Conclusion : le savant ou l'artiste qui intervient dans le champ politique et devient de ce fait un "intellectuel" 1. constitue un type de pouvoir élitiste par rapport aux capacités d'expression des autres citoyens : Sartre pensait que ce pouvoir était appelé à disparaître dans une société réellement égalitaire : je doute qu'on soit proche d'une telle perspective, et je doute même (en cela je romps avec le millénarisme sartrien) que ce soit jamais le cas : il faudrait que l'humanité soit capable de revenir sur la division du travail d'une manière tellement drastique qu'il me semble qu'on s'en éloigne à mesure que la revendication de la baisse du temps de travail salarié est davantage contesté) 2. l'intervention des intellectuels présuppose nécessairement, non pas seulement les procédures de vérification techniques de leur champ de savoir, mais une réflexion sur un autre type de rapport social : typiquement pour la gauche une pensée du "commun", de la mise en commun des biens, qui s'oppose à la logique capitaliste de l'accaparement héréditaire des richesses et de l'exploitation.
Ce qu'il est intéressant de constater à propos de Foucault qui a en effet défini contre Sartre la notion d'intellectuel spécifique, c'est que dans un texte antérieur à l'interview dans laquelle il définit la notion d'intelectuel "spécifique", qui s'intitule L'ordre du discours (c'est sa leçon inaugurale de réception au Collège de France, 1971), le philosophe analyse de manière brillante et à mon sens définitive les mécanismes de pouvoir, de "controle", de domination à l'oeuvre dans le champ du discours savant, et il constate que la spécialisation des discours scientifiques est en elle-même un instrument, voire le principal instrument, de domination idéologique.
Bourdieu, à la fin de son parcours, faisait le même constat.... à propos de l'échec de l'idée d'intellectuel spécifique, qu'il corrélait à la difficulté de constituer un intellectuel "collectif" : renvoyer les "intellectuels" aux procédures techniques de vérification des faits (qui demeure l'une des premières tâches des intellectuels qui doivent "vérifier" et contredire les données fournies par les experts-idéologues du capitalisme dominant) NE SUFFIT PAS, et risque de disperser le champ d'intervention des intellectuels, de les marginaliser en les cantonnant dans des zones d'expression spécialisées où ils ne font que se parler ENTRE EUX (nous connaissons tous ce problème).

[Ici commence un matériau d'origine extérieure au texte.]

//! `rentseed completions <shell>` – print a completion script.

use anyhow::Result;
use clap::CommandFactory;
use clap_complete::Shell;

use crate::cli::Cli;

pub fn run_completions(shell: Shell) -> Result<()> {
    let mut cmd = Cli::command();
    let name = cmd.get_name().to_string();
    clap_complete::generate(shell, &mut cmd, name, &mut std::io::stdout());
    Ok(())
}
//! Description rewriter.
//!
//! Sends one completion request per fabricated listing and replaces its
//! provisional description with the answer. A failed request leaves the
//! listing untouched; the batch always runs to the end.

mod client;
mod prompt;

pub use client::{completions_endpoint, CompletionApi, ForgeClient, RewriteError};
pub use prompt::{build_messages, build_prompt, ChatMessage};

use crate::fabricate::FictionalProperty;

/// Default sampling temperature.
pub const DEFAULT_TEMPERATURE: f64 = 0.8;

#[derive(Debug)]
pub enum RewriteEvent<'a> {
    Rewritten {
        index: usize,
        total: usize,
        name: &'a str,
    },
    /// The provisional description was kept because the request failed.
    Kept {
        index: usize,
        total: usize,
        name: &'a str,
        error: &'a RewriteError,
    },
}

#[derive(Debug, Clone, Copy, Default, PartialEq, Eq)]
pub struct RewriteReport {
    pub rewritten: usize,
    pub kept: usize,
}

/// Rewrites `description_rewritten` in place for every listing, sequentially.
pub fn rewrite_descriptions<F>(
    props: &mut [FictionalProperty],
    api: &dyn CompletionApi,
    temperature: f64,
    mut on_event: F,
) -> RewriteReport
where
    F: FnMut(&RewriteEvent<'_>),
{
    let total = props.len();
    let mut report = RewriteReport::default();

    for (index, prop) in props.iter_mut().enumerate().map(|(i, p)| (i + 1, p)) {
        let messages = build_messages(prop);
        match api.complete(&messages, temperature) {
            Ok(text) => {
                prop.description_rewritten = text;
                report.rewritten += 1;
                on_event(&RewriteEvent::Rewritten {
                    index,
                    total,
                    name: &prop.fictional_name,
                });
            }
            Err(error) => {
                report.kept += 1;
                tracing::warn!(
                    "listing {} ({}): keeping provisional description: {}",
                    prop.id,
                    prop.fictional_name,
                    error
                );
                on_event(&RewriteEvent::Kept {
                    index,
                    total,
                    name: &prop.fictional_name,
                    error: &error,
                });
            }
        }
    }

    tracing::info!(
        "rewrote {}/{} descriptions ({} kept)",
        report.rewritten,
        total,
        report.kept
    );
    report
}
//! `rentseed photos` – download listing photos.

use anyhow::Result;
use rentseed_core::config::SeedConfig;
use rentseed_core::photos::{self, CurlFetcher, PhotoEvent};
use rentseed_core::source;
use std::path::Path;

fn print_event(ev: &PhotoEvent<'_>) {
    match ev {
        PhotoEvent::Group { index, title } => println!("\n=== Chácara {index}: {title} ==="),
        PhotoEvent::Saved { photo, filename, .. } => println!("  photo {photo}: ✓ {filename}"),
        PhotoEvent::Failed { photo, error, .. } => println!("  photo {photo}: ✗ {error}"),
        PhotoEvent::Skipped { .. } => {}
    }
}

pub fn run_photos(cfg: &SeedConfig, source_path: &Path, dest: &Path) -> Result<()> {
    let records = source::load_source(source_path)?;
    let fetcher = CurlFetcher::new(cfg.timeout());
    let report = photos::download_photos(&records, dest, &fetcher, print_event)?;

    println!("\n=== Summary ===");
    println!("Photos downloaded: {}/{}", report.saved(), report.expected);
    if report.failed > 0 {
        println!("Failed: {}", report.failed);
    }
    if let Some(dir) = report.log_path.parent() {
        println!("Directory: {}", dir.display());
    }
    println!("Log saved to: {}", report.log_path.display());
    Ok(())
}
//! Minimal HTTP/1.1 server for integration tests.
//!
//! Serves canned responses by request path and records every request it sees.
//! Unknown paths get 404.

use std::collections::HashMap;
use std::io::{Read, Write};
use std::net::{TcpListener, TcpStream};
use std::sync::{Arc, Mutex};
use std::thread;
use std::time::Duration;

#[derive(Debug, Clone)]
pub struct Route {
    pub status: u16,
    pub body: Vec<u8>,
    /// Delay before answering (to trip client timeouts).
    pub delay: Option<Duration>,
}

impl Route {
    pub fn ok(body: impl Into<Vec<u8>>) -> Self {
        Self {
            status: 200,
            body: body.into(),
            delay: None,
        }
    }

    pub fn status(status: u16) -> Self {
        Self {
            status,
            body: Vec::new(),
            delay: None,
        }
    }

    pub fn slow(delay: Duration) -> Self {
        Self {
            status: 200,
            body: b"late".to_vec(),
            delay: Some(delay),
        }
    }
}

#[derive(Debug, Clone)]
pub struct Recorded {
    pub method: String,
    pub path: String,
    pub headers: Vec<(String, String)>,
    pub body: Vec<u8>,
}

impl Recorded {
    pub fn header(&self, name: &str) -> Option<&str> {
        self.headers
            .iter()
            .find(|(k, _)| k.eq_ignore_ascii_case(name))
            .map(|(_, v)| v.as_str())
    }
}

pub struct TestServer {
    pub base_url: String,
    requests: Arc<Mutex<Vec<Recorded>>>,
}

impl TestServer {
    /// Absolute URL for `path` (which must start with `/`).
    pub fn url(&self, path: &str) -> String {
        format!("{}{}", self.base_url, path)
    }

    pub fn requests(&self) -> Vec<Recorded> {
        self.requests.lock().unwrap().clone()
    }
}

/// Starts a server in a background thread. The server runs until the process exits.
pub fn start(routes: Vec<(&str, Route)>) -> TestServer {
    let listener = TcpListener::bind("127.0.0.1:0").expect("bind");
    let port = listener.local_addr().unwrap().port();
    let routes: Arc<HashMap<String, Route>> = Arc::new(
        routes
            .into_iter()
            .map(|(p, r)| (p.to_string(), r))
            .collect(),
    );
    let requests = Arc::new(Mutex::new(Vec::new()));
    let log = Arc::clone(&requests);
    thread::spawn(move || {
        for stream in listener.incoming().flatten() {
            let routes = Arc::clone(&routes);
            let log = Arc::clone(&log);
            thread::spawn(move || handle(stream, &routes, &log));
        }
    });
    TestServer {
        base_url: format!("http://127.0.0.1:{}", port),
        requests,
    }
}

fn handle(mut stream: TcpStream, routes: &HashMap<String, Route>, log: &Mutex<Vec<Recorded>>) {
    let _ = stream.set_read_timeout(Some(Duration::from_secs(5)));
    let _ = stream.set_write_timeout(Some(Duration::from_secs(5)));
    let request = match read_request(&mut stream) {
        Some(r) => r,
        None => return,
    };
    let route = routes.get(&request.path).cloned();
    log.lock().unwrap().push(request);

    let route = route.unwrap_or_else(|| Route::status(404));
    if let Some(delay) = route.delay {
        thread::sleep(delay);
    }
    let response = format!(
        "HTTP/1.1 {} {}\r\nContent-Length: {}\r\nConnection: close\r\n\r\n",
        route.status,
        reason(route.status),
        route.body.len()
    );
    let _ = stream.write_all(response.as_bytes());
    let _ = stream.write_all(&route.body);
}

fn reason(status: u16) -> &'static str {
    match status {
        200 => "OK",
        404 => "Not Found",
        500 => "Internal Server Error",
        503 => "Service Unavailable",
        _ => "Status",
    }
}

/// Reads the request head and, when `Content-Length` is present, the full body.
fn read_request(stream: &mut TcpStream) -> Option<Recorded> {
    let mut buf = Vec::new();
    let mut chunk = [0u8; 8192];
    let head_end = loop {
        if let Some(pos) = find(&buf, b"\r\n\r\n") {
            break pos;
        }
        let n = stream.read(&mut chunk).ok()?;
        if n == 0 {
            return None;
        }
        buf.extend_from_slice(&chunk[..n]);
    };

    let head = std::str::from_utf8(&buf[..head_end]).ok()?.to_string();
    let mut lines = head.lines();
    let mut request_line = lines.next()?.split_whitespace();
    let method = request_line.next()?.to_string();
    let path = request_line.next()?.to_string();
    let headers: Vec<(String, String)> = lines
        .filter_map(|l| l.split_once(':'))
        .map(|(k, v)| (k.trim().to_string(), v.trim().to_string()))
        .collect();

    let content_length = headers
        .iter()
        .find(|(k, _)| k.eq_ignore_ascii_case("content-length"))
        .and_then(|(_, v)| v.parse::<usize>().ok())
        .unwrap_or(0);
    let mut body = buf[head_end + 4..].to_vec();
    while body.len() < content_length {
        let n = stream.read(&mut chunk).ok()?;
        if n == 0 {
            break;
        }
        body.extend_from_slice(&chunk[..n]);
    }

    Some(Recorded {
        method,
        path,
        headers,
        body,
    })
}

fn find(haystack: &[u8], needle: &[u8]) -> Option<usize> {
    haystack.windows(needle.len()).position(|w| w == needle)
}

Bourdieu en venait donc (sans citer Sartre, mais peu importe, l'idée est la même) à souhaiter que cette réflexion "spécifique" se reconcentre sur de la prospective, sur la discussion d'une vision du monde à bâtir en commu - dans laquelle s'est engagée depuis longtemps un incontestable intellectuel de gauche, dans le sens où Sartre l'entendait : Edgar Morin. Mais il est très seul et peu écouté.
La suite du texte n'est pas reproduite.